DATA RECORDS
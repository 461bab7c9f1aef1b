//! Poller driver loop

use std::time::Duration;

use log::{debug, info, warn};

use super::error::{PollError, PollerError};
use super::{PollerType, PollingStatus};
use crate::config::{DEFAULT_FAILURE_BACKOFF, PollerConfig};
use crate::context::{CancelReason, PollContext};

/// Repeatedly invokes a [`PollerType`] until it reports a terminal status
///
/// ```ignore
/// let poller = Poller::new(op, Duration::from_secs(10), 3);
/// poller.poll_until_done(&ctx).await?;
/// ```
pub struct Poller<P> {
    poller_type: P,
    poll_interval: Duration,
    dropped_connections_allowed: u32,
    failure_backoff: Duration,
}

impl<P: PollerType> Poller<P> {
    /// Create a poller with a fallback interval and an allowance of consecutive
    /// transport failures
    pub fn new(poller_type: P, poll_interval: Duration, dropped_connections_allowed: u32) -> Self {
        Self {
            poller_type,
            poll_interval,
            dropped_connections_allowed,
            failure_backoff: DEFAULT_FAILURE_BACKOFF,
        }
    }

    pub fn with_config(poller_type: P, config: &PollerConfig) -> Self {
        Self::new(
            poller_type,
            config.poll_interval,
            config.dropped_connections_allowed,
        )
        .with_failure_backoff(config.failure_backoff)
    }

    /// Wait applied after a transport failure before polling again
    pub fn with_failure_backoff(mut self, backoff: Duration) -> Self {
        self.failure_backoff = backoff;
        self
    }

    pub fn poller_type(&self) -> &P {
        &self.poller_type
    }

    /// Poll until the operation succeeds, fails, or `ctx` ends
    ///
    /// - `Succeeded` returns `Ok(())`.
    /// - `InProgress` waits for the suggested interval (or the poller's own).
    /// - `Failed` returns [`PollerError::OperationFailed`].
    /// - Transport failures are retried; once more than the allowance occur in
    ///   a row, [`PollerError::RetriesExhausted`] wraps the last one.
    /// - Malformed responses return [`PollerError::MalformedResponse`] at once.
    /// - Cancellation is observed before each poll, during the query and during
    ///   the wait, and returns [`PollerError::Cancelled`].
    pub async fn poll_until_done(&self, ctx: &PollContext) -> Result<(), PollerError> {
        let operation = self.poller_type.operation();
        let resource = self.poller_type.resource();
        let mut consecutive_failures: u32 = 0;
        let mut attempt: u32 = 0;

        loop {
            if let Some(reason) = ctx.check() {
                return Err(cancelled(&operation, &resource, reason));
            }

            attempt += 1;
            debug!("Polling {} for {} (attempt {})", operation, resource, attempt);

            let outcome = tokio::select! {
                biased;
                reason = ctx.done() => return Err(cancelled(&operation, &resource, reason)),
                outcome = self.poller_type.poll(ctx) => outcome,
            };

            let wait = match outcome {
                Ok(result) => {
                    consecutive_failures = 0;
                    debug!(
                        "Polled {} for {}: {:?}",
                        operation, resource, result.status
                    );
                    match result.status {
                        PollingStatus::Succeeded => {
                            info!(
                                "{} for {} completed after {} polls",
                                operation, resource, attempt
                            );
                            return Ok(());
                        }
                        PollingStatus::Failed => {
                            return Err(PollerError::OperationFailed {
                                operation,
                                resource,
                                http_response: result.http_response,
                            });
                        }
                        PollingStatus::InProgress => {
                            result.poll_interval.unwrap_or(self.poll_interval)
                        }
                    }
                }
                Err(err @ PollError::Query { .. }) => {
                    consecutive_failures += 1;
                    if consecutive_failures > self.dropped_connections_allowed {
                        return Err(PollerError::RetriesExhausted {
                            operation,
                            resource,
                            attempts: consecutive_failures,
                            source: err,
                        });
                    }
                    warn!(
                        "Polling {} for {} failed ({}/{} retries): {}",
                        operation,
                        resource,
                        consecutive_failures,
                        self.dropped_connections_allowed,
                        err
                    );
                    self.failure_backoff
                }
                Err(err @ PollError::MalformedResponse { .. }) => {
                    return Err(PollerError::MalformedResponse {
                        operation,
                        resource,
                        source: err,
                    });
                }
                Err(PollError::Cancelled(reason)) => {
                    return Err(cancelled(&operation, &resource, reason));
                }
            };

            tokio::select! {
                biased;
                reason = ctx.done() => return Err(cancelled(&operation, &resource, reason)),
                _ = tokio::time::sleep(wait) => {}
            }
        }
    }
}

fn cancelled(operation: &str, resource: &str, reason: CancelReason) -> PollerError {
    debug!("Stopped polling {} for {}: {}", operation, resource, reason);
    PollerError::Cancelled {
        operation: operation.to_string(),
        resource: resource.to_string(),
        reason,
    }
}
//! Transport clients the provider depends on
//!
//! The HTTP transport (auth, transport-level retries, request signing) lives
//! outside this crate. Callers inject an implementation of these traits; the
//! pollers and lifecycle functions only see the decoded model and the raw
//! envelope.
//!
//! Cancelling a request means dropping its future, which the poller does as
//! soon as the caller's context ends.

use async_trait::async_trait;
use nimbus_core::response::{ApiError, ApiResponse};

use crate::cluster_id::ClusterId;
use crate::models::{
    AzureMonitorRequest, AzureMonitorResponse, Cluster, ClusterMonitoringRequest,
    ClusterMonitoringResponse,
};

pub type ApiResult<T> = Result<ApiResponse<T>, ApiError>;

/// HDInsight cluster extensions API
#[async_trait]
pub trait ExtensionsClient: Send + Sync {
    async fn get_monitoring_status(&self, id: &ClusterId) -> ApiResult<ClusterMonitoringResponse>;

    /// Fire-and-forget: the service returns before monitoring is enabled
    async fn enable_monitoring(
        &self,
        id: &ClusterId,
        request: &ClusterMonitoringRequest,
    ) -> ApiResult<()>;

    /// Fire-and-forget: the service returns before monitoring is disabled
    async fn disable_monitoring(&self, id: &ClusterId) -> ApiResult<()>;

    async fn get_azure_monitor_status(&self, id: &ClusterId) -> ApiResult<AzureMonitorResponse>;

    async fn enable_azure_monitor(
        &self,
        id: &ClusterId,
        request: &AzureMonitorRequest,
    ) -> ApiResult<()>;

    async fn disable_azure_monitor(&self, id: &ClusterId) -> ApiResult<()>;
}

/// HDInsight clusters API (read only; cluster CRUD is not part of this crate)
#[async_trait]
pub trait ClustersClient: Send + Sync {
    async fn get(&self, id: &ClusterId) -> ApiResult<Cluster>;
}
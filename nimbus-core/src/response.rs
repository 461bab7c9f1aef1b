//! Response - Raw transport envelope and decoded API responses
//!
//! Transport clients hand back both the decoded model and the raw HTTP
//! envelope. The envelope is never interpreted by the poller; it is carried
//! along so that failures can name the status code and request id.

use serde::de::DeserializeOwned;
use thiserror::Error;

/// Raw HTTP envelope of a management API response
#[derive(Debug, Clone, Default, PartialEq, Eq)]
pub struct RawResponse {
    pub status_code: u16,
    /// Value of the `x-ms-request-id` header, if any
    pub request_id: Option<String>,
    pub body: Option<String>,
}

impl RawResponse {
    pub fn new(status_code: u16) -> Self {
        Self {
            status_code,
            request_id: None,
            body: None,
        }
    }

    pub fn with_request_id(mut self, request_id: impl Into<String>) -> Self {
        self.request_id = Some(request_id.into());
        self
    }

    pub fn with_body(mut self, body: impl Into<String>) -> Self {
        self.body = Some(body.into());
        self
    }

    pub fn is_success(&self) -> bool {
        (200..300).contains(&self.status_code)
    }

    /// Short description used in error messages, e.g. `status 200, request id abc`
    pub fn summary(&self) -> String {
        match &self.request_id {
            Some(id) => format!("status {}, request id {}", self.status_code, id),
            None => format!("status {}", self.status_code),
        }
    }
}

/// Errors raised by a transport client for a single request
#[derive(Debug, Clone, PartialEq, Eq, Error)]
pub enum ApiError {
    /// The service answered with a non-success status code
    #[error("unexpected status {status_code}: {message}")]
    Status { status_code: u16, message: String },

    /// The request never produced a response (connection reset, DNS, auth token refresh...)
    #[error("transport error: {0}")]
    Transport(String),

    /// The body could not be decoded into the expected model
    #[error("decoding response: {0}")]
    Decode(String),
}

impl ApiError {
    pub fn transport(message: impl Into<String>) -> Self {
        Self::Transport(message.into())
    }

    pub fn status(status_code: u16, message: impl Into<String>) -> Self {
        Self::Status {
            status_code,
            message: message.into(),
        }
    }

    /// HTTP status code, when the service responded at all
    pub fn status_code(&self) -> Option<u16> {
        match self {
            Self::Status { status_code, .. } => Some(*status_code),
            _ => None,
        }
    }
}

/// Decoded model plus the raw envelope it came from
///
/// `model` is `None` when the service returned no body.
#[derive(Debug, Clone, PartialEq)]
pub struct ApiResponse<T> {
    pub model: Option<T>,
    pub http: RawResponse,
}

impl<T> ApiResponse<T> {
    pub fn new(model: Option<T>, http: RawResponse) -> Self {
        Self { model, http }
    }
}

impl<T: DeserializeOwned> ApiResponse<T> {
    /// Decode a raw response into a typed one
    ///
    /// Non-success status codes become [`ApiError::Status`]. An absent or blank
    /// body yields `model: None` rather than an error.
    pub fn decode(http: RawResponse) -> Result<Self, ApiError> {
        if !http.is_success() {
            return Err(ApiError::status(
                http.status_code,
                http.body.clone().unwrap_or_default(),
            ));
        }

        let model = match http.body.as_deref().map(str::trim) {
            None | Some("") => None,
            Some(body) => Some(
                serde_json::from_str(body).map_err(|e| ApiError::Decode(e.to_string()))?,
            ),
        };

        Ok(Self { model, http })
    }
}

TASK DETAILS
Transcribe the records above from the line holding "self.failure_backoff = backoff;" down to the line holding "operation, resource, attempt);", inclusive, without adding anything.

TASK RESPONSE
        self.failure_backoff = backoff;
        self
    }

    pub fn poller_type(&self) -> &P {
        &self.poller_type
    }

    /// Poll until the operation succeeds, fails, or `ctx` ends
    ///
    /// - `Succeeded` returns `Ok(())`.
    /// - `InProgress` waits for the suggested interval (or the poller's own).
    /// - `Failed` returns [`PollerError::OperationFailed`].
    /// - Transport failures are retried; once more than the allowance occur in
    ///   a row, [`PollerError::RetriesExhausted`] wraps the last one.
    /// - Malformed responses return [`PollerError::MalformedResponse`] at once.
    /// - Cancellation is observed before each poll, during the query and during
    ///   the wait, and returns [`PollerError::Cancelled`].
    pub async fn poll_until_done(&self, ctx: &PollContext) -> Result<(), PollerError> {
        let operation = self.poller_type.operation();
        let resource = self.poller_type.resource();
        let mut consecutive_failures: u32 = 0;
        let mut attempt: u32 = 0;

        loop {
            if let Some(reason) = ctx.check() {
                return Err(cancelled(&operation, &resource, reason));
            }

            attempt += 1;
            debug!("Polling {} for {} (attempt {})", operation, resource, attempt);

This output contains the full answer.